Previously in order to run Linux containers on a Mac, you needed to install
VirtualBox and have an embedded Linux virtual machine that would run the
Docker containers from the Mac CLI. There would be a network endpoint on your
Mac that pointed at the Linux VM, and the two worlds are quite separate.

Docker for Mac is a native MacOS X application that embeds a hypervisor (based
on xhyve), a Linux distribution and filesystem and network sharing that is
much more Mac native. You just drag-and-drop the Mac application to
/Applications, run it, and the Docker CLI just works. The filesystem sharing
maps OSX volumes seamlessly into the Linux container and remaps MacOS X UIDs
into Linux ones (no more permissions problems), and the networking publishes
ports to either `docker.local` or `localhost` depending on the configuration.

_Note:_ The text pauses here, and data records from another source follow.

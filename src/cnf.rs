//! Chomsky Normal Form normalization: the five-phase rewrite pipeline
//! START, BIN, DEL, UNIT, TERM described in `spec.md` §4.3.
//!
//! Each phase is a fixed-point rewrite over the grammar built up so far; the
//! driver keeps a snapshot after every phase so callers can render a
//! progress trace, mirroring the original program's per-stage grammar dump.

use std::collections::{HashMap, HashSet};

use crate::grammar::Grammar;
use crate::letter::{increment_name, Letter};
use crate::rule::Rule;

/// A snapshot of the grammar after each of the five CNF phases.
#[derive(Clone, Debug)]
pub struct CnfTrace {
    /// Grammar after the START phase.
    pub start: Grammar,
    /// Grammar after the BIN phase.
    pub bin: Grammar,
    /// Grammar after the DEL phase.
    pub del: Grammar,
    /// Grammar after the UNIT phase.
    pub unit: Grammar,
    /// Grammar after the TERM phase; this is the final CNF grammar.
    pub term: Grammar,
}

impl CnfTrace {
    /// The fully normalized grammar; an alias for `self.term`.
    pub fn result(&self) -> &Grammar {
        &self.term
    }

    /// Renders all five snapshots, one labeled section per phase, in the
    /// grammar's own minimal format — the shape of the original program's
    /// `_cnf_process.txt`.
    pub fn to_report(&self) -> String {
        let phases: [(&str, &Grammar); 5] = [
            ("START", &self.start),
            ("BIN", &self.bin),
            ("DEL", &self.del),
            ("UNIT", &self.unit),
            ("TERM", &self.term),
        ];
        phases
            .iter()
            .map(|(label, grammar)| format!("== {} ==\n{}", label, grammar.to_minimal_format_string()))
            .collect::<Vec<_>>()
            .join("\n\n")
    }
}

/// A deterministic selection key for "pick one rule to rewrite next" steps,
/// so that BIN/DEL/UNIT make the same choice every run.
fn rule_key(rule: &Rule) -> (String, Vec<String>) {
    (
        rule.input().name().to_string(),
        rule.output().iter().map(|l| l.to_string()).collect(),
    )
}

/// Runs all five phases over `grammar`, returning every intermediate
/// snapshot. `grammar` must already have a start variable set.
pub fn normalize(grammar: &Grammar) -> CnfTrace {
    let start = start_phase(grammar);
    let bin = bin_phase(&start);
    let del = del_phase(&bin);
    let unit = unit_phase(&del);
    let term = term_phase(&unit);
    CnfTrace {
        start,
        bin,
        del,
        unit,
        term,
    }
}

/// Whether `grammar`'s start variable occurs in some rule's right-hand
/// side — the predicate START's phase is gated on (`spec.md` §4.3).
fn needs_start(grammar: &Grammar) -> bool {
    let Some(start) = grammar.start_variable() else {
        return false;
    };
    grammar.rules().any(|r| r.output().contains(start))
}

/// START: introduces a brand-new start variable `S0 -> S` so the grammar's
/// start symbol never occurs on the right-hand side of any rule. A no-op
/// when the old start already never occurs on a right-hand side.
fn start_phase(grammar: &Grammar) -> Grammar {
    if !needs_start(grammar) {
        return grammar.clone();
    }
    let mut next = grammar.clone();
    let old_start = grammar
        .start_variable()
        .cloned()
        .expect("normalize requires a start variable");
    let new_start = next.fresh_letters(&old_start, 1).remove(0);
    next.add_rule(Rule::new(new_start.clone(), vec![old_start]));
    next.set_start_variable(new_start);
    next
}

/// BIN: rewrites every rule whose right-hand side has more than two letters
/// into a chain of binary rules, introducing one fresh variable at a time.
/// Only one over-long rule is rewritten per outer iteration, so that fresh
/// names minted for one rule can never collide with those minted for
/// another rule split in the same pass.
fn bin_phase(grammar: &Grammar) -> Grammar {
    let mut next = grammar.clone();
    loop {
        let candidate = next
            .rules()
            .filter(|r| r.output().len() > 2)
            .min_by_key(|r| rule_key(r))
            .cloned();
        let Some(rule) = candidate else { break };
        next.remove_rule(&rule);
        let mut output = rule.output().clone();
        let first = output.remove(0);
        let tail_seed = rule.input().clone();
        let tail_variable = next.fresh_letters(&tail_seed, 1).remove(0);
        next.add_rule(Rule::new(rule.input().clone(), vec![first, tail_variable.clone()]));
        next.add_rule(Rule::new(tail_variable, output));
    }
    next
}

/// Whether `grammar` still has a non-start nulling rule DEL must eliminate.
fn needs_del(grammar: &Grammar) -> bool {
    let start = grammar.start_variable();
    grammar
        .rules()
        .any(|r| Some(r.input()) != start && r.is_nulling())
}

/// Removes the first occurrence of `var` from `rule`'s right-hand side,
/// returning a new rule with that single occurrence dropped, or `None` if
/// `var` does not occur. Mirrors the original tool's `list.remove`, which
/// only ever drops one occurrence per call.
fn rule_without_one_occurrence(rule: &Rule, var: &Letter) -> Option<Rule> {
    let mut output = rule.output().clone();
    let index = output.iter().position(|l| l == var)?;
    output.remove(index);
    Some(Rule::new(rule.input().clone(), output))
}

/// One DEL pass: collects every non-start nulling rule's variable, removes
/// the nulling rules, then for each remaining rule and each nullable
/// variable still occurring in it, adds a copy with one occurrence of that
/// variable dropped. A variable left with no other rule after its nulling
/// rule is removed (`E_without_other`, `spec.md` §4.3) additionally loses
/// every rule that still mentions it, since it can no longer derive
/// anything on its own. When a variable occurs more than once in the same
/// right-hand side, only one occurrence is dropped per generated rule —
/// the single-occurrence limitation `spec.md` §9 documents as an open
/// question resolved in favor of matching the original policy exactly,
/// including its limitation.
fn del_pass(grammar: &Grammar) -> Grammar {
    let mut next = grammar.clone();
    let start = next.start_variable().cloned();

    let nulling_rules: Vec<Rule> = next
        .rules()
        .filter(|r| r.is_nulling() && Some(r.input()) != start.as_ref())
        .cloned()
        .collect();
    let epsilon_variables: std::collections::HashSet<Letter> =
        nulling_rules.iter().map(|r| r.input().clone()).collect();
    for rule in &nulling_rules {
        next.remove_rule(rule);
    }

    let nonempty_variables: std::collections::HashSet<Letter> =
        next.rules_map().keys().cloned().collect();
    let with_other: std::collections::HashSet<Letter> = epsilon_variables
        .intersection(&nonempty_variables)
        .cloned()
        .collect();
    let without_other: std::collections::HashSet<Letter> = epsilon_variables
        .difference(&with_other)
        .cloned()
        .collect();

    let mut to_add = Vec::new();
    let mut to_remove = Vec::new();
    for rule in next.rules() {
        for var in &with_other {
            if let Some(shortened) = rule_without_one_occurrence(rule, var) {
                to_add.push(shortened);
            }
        }
        for var in &without_other {
            if let Some(shortened) = rule_without_one_occurrence(rule, var) {
                to_add.push(shortened);
                to_remove.push(rule.clone());
            }
        }
    }
    for rule in to_remove {
        next.remove_rule(&rule);
    }
    for rule in to_add {
        next.add_rule(rule);
    }
    next
}

/// DEL: runs [`del_pass`] to a fixed point, per `spec.md` §4.3.
fn del_phase(grammar: &Grammar) -> Grammar {
    let mut next = grammar.clone();
    while needs_del(&next) {
        next = del_pass(&next);
    }
    next
}

/// UNIT: eliminates unit rules `A -> B` by replacing each with a copy of
/// every rule for `B`, dropping direct self-loops (`A -> A`) rather than
/// looping on them forever.
fn unit_phase(grammar: &Grammar) -> Grammar {
    let mut next = grammar.clone();
    loop {
        let candidate = next
            .rules()
            .filter(|r| r.is_unit())
            .min_by_key(|r| rule_key(r))
            .cloned();
        let Some(unit_rule) = candidate else { break };
        next.remove_rule(&unit_rule);
        let target = unit_rule.output()[0].clone();
        if target == *unit_rule.input() {
            continue;
        }
        let replacements: Vec<Rule> = next
            .rules()
            .filter(|r| r.input() == &target)
            .cloned()
            .collect();
        for rule in replacements {
            next.add_rule(Rule::new(unit_rule.input().clone(), rule.output().clone()));
        }
    }
    next
}

/// Names (or reuses-by-name) the dedicated wrapper variable for `letter`:
/// `U` followed by the terminal's own name, only incrementing on an actual
/// collision with an already-taken name (`spec.md` §4.3,
/// `original_source/processors_cfg/cnf.py:291`).
fn fresh_terminal_wrapper(taken: &mut HashSet<String>, letter: &Letter) -> Letter {
    let candidate = format!("U{}", letter.name());
    let name = if taken.contains(&candidate) {
        let mut next_name = increment_name(&candidate);
        while taken.contains(&next_name) {
            next_name = increment_name(&next_name);
        }
        next_name
    } else {
        candidate
    };
    taken.insert(name.clone());
    Letter::variable(name)
}

/// TERM: rewrites every binary rule that mixes terminals in with variables
/// (or is pure terminals) so each terminal is replaced by a fresh variable
/// with its own `X -> terminal` rule. A terminal is only ever wrapped by
/// reusing an existing variable when that variable's *sole* rule is the
/// `V -> terminal` wrapper rule itself (`spec.md` §4.3) — a variable that
/// also has other rules is not hijacked as a wrapper, since doing so would
/// change what that variable can otherwise derive. The reuse lookup and the
/// wrapper naming are both computed against the rule set as it stood before
/// this pass touched anything; targets are only removed once every
/// replacement rule has been built, matching `cnf.py`'s single removal pass
/// after the rewrite loop rather than removing each target as it is found.
fn term_phase(grammar: &Grammar) -> Grammar {
    let mut next = grammar.clone();
    let mut terminal_vars: HashMap<Letter, Letter> = HashMap::new();
    let mut taken: HashSet<String> = grammar.all_letters().iter().map(|l| l.name().to_string()).collect();

    let original_rules_map = grammar.rules_map();
    let targets: Vec<Rule> = grammar
        .rules()
        .filter(|r| r.output().len() == 2 && r.output().iter().any(|l| !l.is_variable()))
        .cloned()
        .collect();

    let mut replacements = Vec::with_capacity(targets.len());
    for rule in &targets {
        let mut rewritten = Vec::with_capacity(rule.output().len());
        for letter in rule.output() {
            if letter.is_variable() {
                rewritten.push(letter.clone());
                continue;
            }
            if let Some(wrapper) = terminal_vars.get(letter) {
                rewritten.push(wrapper.clone());
                continue;
            }
            let existing_wrapper = original_rules_map.iter().find_map(|(var, rules)| {
                (rules.len() == 1 && rules[0].output() == std::slice::from_ref(letter))
                    .then(|| var.clone())
            });
            let wrapper = existing_wrapper.unwrap_or_else(|| fresh_terminal_wrapper(&mut taken, letter));
            terminal_vars.insert(letter.clone(), wrapper.clone());
            rewritten.push(wrapper);
        }
        replacements.push(Rule::new(rule.input().clone(), rewritten));
    }

    for rule in &targets {
        next.remove_rule(rule);
    }
    for rule in replacements {
        next.add_rule(rule);
    }
    for (terminal, wrapper) in &terminal_vars {
        next.add_rule(Rule::new(wrapper.clone(), vec![terminal.clone()]));
    }
    next
}

/// Whether `grammar` already satisfies Chomsky Normal Form: every rule is
/// either `A -> a` (single terminal), `A -> BC` (two variables), or a
/// nulling rule whose input is the start variable.
pub fn is_cnf(grammar: &Grammar) -> bool {
    let start = grammar.start_variable();
    grammar.rules().all(|rule| match rule.output().len() {
        0 => Some(rule.input()) == start,
        1 => !rule.output()[0].is_variable(),
        2 => rule.output().iter().all(Letter::is_variable),
        _ => false,
    })
}

#[cfg(test)]
mod tests {
    use super::*;

    fn sample_grammar() -> Grammar {
        let mut g = Grammar::new();
        let s = Letter::variable("S");
        let a = Letter::terminal("a");
        let b = Letter::terminal("b");
        g.set_start_variable(s.clone());
        g.add_rule(Rule::new(s.clone(), vec![a.clone(), s.clone(), b.clone()]));
        g.add_rule(Rule::new(s, vec![]));
        g
    }

    #[test]
    fn normalize_produces_cnf() {
        let g = sample_grammar();
        let trace = normalize(&g);
        assert!(is_cnf(trace.result()));
    }

    #[test]
    fn start_phase_adds_fresh_start_not_on_any_rhs() {
        let g = sample_grammar();
        let started = start_phase(&g);
        let new_start = started.start_variable().unwrap().clone();
        assert!(started.rules().all(|r| !r.output().contains(&new_start)));
    }

    #[test]
    fn bin_phase_flattens_long_rules() {
        let g = sample_grammar();
        let started = start_phase(&g);
        let binarized = bin_phase(&started);
        assert!(binarized.rules().all(|r| r.output().len() <= 2));
    }

    #[test]
    fn unit_phase_removes_unit_rules() {
        let mut g = Grammar::new();
        let s = Letter::variable("S");
        let a = Letter::variable("A");
        g.set_start_variable(s.clone());
        g.add_rule(Rule::new(s.clone(), vec![a.clone()]));
        g.add_rule(Rule::new(a, vec![Letter::terminal("a")]));
        let result = unit_phase(&g);
        assert!(result.rules().all(|r| !r.is_unit()));
    }

    #[test]
    fn term_phase_reuses_existing_terminal_wrapper() {
        let mut g = Grammar::new();
        let s = Letter::variable("S");
        let t = Letter::variable("T");
        let a = Letter::terminal("a");
        g.set_start_variable(s.clone());
        g.add_rule(Rule::new(t.clone(), vec![a.clone()]));
        g.add_rule(Rule::new(s, vec![a, t]));
        let result = term_phase(&g);
        let wrapper_rules: Vec<_> = result
            .rules()
            .filter(|r| r.output().len() == 1 && !r.output()[0].is_variable())
            .collect();
        assert_eq!(wrapper_rules.len(), 1, "terminal wrapper should not be duplicated");
    }

    #[test]
    fn term_phase_names_fresh_wrapper_u_plus_terminal_name() {
        let mut g = Grammar::new();
        let s = Letter::variable("S");
        let b = Letter::variable("B");
        g.set_start_variable(s.clone());
        g.add_rule(Rule::new(s, vec![Letter::terminal("a"), b]));
        let result = term_phase(&g);
        assert!(result.rules().any(|r| r.input() == &Letter::variable("Ua")
            && r.output() == &vec![Letter::terminal("a")]));
    }

    #[test]
    fn start_phase_is_noop_when_start_is_not_self_referential() {
        let mut g = Grammar::new();
        let s = Letter::variable("S");
        g.set_start_variable(s.clone());
        g.add_rule(Rule::new(s, vec![Letter::terminal("a")]));
        let started = start_phase(&g);
        assert_eq!(started.start_variable(), Some(&Letter::variable("S")));
        assert_eq!(started.rule_count(), g.rule_count());
    }
}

A lot of this only became possible in recent versions of OSX thanks to the
Hypervisor.framework that has been bundled, and the hard work of mist64 who
released xhyve (in turn based on bhyve in FreeBSD) that uses it. Most of the
processes do not need root access and run as the user. We've also used some
unikernel libaries from MirageOS to provide the filesystem and networking
"semantic translation" layers between OSX and Linux. Inside the application is
also the latest greatest Docker engine, and autoupdates to make it easy to
keep uptodate.

Although the app only runs Linux containers at present, the Docker engine is
gaining support for non-Linux containers, so expect to see updates in this
space. This first beta release aims to make the use of Linux containers as
happy as possible on Windows and MacOS X, so please reports any bugs or
feedback to us so we can sort that out first though :)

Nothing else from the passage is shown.